* **EXERCISE INSTRUCTIONS**
The word "SameSite" may appear in some lines of the data; copy every such line.

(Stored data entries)
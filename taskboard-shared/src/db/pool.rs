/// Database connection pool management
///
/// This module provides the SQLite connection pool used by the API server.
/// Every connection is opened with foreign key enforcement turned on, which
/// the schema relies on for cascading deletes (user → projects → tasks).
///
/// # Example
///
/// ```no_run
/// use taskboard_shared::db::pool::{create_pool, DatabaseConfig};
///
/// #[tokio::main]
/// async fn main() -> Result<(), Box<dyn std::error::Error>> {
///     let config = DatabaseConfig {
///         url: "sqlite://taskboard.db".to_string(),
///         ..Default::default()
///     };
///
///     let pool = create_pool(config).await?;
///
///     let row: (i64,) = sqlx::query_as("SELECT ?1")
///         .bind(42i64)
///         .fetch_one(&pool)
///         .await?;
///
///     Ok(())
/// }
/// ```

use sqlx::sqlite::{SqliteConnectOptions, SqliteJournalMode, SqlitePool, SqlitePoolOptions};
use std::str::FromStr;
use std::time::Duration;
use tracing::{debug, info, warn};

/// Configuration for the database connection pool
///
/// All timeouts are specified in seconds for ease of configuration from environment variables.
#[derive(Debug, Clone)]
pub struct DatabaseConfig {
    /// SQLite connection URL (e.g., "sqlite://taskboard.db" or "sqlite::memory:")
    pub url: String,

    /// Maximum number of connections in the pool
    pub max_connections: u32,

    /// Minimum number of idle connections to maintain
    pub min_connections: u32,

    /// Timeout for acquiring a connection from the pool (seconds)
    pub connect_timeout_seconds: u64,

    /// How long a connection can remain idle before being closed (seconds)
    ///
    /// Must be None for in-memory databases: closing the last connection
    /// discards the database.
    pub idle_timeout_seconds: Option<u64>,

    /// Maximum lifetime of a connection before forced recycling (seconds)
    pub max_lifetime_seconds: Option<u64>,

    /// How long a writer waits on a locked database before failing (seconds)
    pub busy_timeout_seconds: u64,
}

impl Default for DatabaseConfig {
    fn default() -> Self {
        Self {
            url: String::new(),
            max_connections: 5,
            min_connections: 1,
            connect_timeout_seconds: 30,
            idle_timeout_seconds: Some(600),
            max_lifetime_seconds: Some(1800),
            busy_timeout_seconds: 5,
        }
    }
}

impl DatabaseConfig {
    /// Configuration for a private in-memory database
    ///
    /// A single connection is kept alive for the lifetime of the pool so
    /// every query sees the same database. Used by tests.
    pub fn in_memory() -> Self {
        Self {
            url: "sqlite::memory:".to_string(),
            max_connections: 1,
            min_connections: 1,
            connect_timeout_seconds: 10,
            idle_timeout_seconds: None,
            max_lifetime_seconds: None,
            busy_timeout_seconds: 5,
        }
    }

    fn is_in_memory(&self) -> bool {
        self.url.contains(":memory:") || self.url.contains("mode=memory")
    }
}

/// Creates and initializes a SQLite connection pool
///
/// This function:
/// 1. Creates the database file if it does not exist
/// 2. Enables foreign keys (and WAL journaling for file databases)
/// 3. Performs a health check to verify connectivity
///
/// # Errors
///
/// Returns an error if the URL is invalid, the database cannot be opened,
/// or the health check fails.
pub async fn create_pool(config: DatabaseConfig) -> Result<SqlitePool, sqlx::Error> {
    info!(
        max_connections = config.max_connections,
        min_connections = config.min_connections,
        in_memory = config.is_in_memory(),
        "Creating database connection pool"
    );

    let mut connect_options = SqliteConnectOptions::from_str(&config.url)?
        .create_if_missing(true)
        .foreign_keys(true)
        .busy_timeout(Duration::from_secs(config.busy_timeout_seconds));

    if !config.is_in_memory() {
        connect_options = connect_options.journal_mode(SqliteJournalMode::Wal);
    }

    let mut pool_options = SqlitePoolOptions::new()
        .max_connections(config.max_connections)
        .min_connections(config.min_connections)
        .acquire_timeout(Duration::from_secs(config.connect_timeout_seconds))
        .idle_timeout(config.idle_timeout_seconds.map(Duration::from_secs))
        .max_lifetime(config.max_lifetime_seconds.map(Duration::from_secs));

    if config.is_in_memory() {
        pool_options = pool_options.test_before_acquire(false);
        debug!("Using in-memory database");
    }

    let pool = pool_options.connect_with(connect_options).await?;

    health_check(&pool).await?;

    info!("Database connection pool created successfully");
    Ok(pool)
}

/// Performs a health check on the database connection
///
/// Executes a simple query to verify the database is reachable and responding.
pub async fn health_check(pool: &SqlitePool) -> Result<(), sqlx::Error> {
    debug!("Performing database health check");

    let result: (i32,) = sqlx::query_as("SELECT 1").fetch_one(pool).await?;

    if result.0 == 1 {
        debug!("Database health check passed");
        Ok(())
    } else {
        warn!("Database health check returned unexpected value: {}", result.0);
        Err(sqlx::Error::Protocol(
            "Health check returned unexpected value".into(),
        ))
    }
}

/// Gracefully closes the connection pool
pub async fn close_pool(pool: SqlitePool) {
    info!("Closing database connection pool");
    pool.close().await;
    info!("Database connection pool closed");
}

==

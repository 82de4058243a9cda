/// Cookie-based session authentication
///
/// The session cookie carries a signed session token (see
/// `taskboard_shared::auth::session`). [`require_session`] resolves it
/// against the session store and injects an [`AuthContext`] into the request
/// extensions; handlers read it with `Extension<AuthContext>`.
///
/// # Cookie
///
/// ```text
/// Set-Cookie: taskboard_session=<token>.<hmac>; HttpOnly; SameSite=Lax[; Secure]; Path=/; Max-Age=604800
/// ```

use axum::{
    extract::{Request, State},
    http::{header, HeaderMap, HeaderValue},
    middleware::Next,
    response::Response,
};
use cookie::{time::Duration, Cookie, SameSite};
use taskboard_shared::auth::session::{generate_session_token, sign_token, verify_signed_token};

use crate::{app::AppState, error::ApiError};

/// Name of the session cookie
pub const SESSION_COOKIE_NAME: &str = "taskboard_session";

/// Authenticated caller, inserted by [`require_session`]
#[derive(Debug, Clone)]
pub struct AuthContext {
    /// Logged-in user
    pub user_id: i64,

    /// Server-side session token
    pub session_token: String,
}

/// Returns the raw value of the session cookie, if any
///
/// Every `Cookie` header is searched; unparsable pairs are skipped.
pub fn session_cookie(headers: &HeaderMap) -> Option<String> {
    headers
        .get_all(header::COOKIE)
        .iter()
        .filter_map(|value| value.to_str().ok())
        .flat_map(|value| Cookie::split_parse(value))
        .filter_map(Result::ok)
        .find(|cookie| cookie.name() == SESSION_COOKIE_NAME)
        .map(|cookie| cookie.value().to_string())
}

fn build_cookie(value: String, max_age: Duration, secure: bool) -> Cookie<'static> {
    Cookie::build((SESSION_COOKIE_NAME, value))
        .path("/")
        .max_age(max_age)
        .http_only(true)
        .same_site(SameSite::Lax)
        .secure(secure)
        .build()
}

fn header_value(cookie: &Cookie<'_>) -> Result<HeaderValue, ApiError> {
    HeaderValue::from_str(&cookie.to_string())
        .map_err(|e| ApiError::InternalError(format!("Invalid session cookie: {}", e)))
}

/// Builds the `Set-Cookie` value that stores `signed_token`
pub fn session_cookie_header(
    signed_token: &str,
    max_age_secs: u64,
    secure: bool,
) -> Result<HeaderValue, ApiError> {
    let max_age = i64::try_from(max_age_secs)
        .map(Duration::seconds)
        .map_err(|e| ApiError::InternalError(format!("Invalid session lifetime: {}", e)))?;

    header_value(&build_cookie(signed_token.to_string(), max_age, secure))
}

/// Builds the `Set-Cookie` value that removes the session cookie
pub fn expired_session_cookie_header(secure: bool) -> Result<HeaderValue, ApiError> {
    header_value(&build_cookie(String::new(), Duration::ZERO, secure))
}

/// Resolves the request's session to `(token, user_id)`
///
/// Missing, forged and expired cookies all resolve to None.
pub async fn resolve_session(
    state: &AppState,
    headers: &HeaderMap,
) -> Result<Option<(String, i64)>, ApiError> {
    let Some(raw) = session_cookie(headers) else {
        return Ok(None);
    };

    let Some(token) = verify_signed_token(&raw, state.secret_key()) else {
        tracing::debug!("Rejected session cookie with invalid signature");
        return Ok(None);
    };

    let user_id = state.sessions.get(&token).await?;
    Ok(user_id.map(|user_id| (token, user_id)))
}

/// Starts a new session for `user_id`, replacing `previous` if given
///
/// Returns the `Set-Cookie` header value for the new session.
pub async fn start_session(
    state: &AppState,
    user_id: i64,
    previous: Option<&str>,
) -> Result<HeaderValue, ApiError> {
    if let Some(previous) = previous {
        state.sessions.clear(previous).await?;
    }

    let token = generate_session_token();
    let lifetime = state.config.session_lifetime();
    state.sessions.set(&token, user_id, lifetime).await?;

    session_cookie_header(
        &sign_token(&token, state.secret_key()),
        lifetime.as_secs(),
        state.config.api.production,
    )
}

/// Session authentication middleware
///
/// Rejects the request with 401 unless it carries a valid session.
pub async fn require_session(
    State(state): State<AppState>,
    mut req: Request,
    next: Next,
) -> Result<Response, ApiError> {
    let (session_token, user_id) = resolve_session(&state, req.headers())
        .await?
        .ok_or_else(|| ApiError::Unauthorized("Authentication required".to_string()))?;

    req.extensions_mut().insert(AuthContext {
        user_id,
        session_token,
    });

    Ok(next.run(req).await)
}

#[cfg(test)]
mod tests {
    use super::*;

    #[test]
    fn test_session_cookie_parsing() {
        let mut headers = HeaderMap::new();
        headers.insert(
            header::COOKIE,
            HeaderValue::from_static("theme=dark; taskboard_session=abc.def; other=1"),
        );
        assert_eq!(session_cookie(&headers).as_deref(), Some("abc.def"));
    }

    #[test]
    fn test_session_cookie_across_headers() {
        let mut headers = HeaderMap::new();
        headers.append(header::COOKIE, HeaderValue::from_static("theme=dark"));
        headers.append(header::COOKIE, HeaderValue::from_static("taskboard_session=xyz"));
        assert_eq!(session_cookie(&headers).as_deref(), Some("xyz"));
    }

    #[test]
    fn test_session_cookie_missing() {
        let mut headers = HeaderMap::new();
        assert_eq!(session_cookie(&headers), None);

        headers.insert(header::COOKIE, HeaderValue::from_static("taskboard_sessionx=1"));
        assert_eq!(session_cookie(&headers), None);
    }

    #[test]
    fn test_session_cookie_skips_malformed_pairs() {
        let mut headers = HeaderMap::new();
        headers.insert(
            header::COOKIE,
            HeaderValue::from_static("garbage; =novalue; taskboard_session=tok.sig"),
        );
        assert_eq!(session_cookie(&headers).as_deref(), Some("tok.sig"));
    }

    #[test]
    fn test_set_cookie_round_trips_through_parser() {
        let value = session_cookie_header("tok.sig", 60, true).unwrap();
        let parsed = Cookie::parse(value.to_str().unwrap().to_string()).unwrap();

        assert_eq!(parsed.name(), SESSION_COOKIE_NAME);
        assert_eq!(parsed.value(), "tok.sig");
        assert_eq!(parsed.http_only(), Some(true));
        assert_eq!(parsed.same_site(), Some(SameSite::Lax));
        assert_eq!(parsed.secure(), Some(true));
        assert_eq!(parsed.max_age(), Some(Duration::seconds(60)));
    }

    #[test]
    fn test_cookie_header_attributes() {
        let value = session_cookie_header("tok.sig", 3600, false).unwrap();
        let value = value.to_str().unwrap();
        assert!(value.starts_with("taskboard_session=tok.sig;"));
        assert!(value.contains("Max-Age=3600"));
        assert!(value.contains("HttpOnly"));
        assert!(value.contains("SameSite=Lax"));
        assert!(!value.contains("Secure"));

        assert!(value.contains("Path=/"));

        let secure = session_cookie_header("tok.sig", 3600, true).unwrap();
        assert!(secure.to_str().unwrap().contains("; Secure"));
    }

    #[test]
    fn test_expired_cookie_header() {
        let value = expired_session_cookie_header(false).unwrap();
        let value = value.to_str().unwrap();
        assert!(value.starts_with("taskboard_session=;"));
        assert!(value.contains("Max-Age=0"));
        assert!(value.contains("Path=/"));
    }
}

* **EXPECTED ANSWER**
/// Set-Cookie: taskboard_session=<token>.<hmac>; HttpOnly; SameSite=Lax[; Secure]; Path=/; Max-Age=604800
use cookie::{time::Duration, Cookie, SameSite};
        .same_site(SameSite::Lax)
        assert_eq!(parsed.same_site(), Some(SameSite::Lax));
        assert!(value.contains("SameSite=Lax"));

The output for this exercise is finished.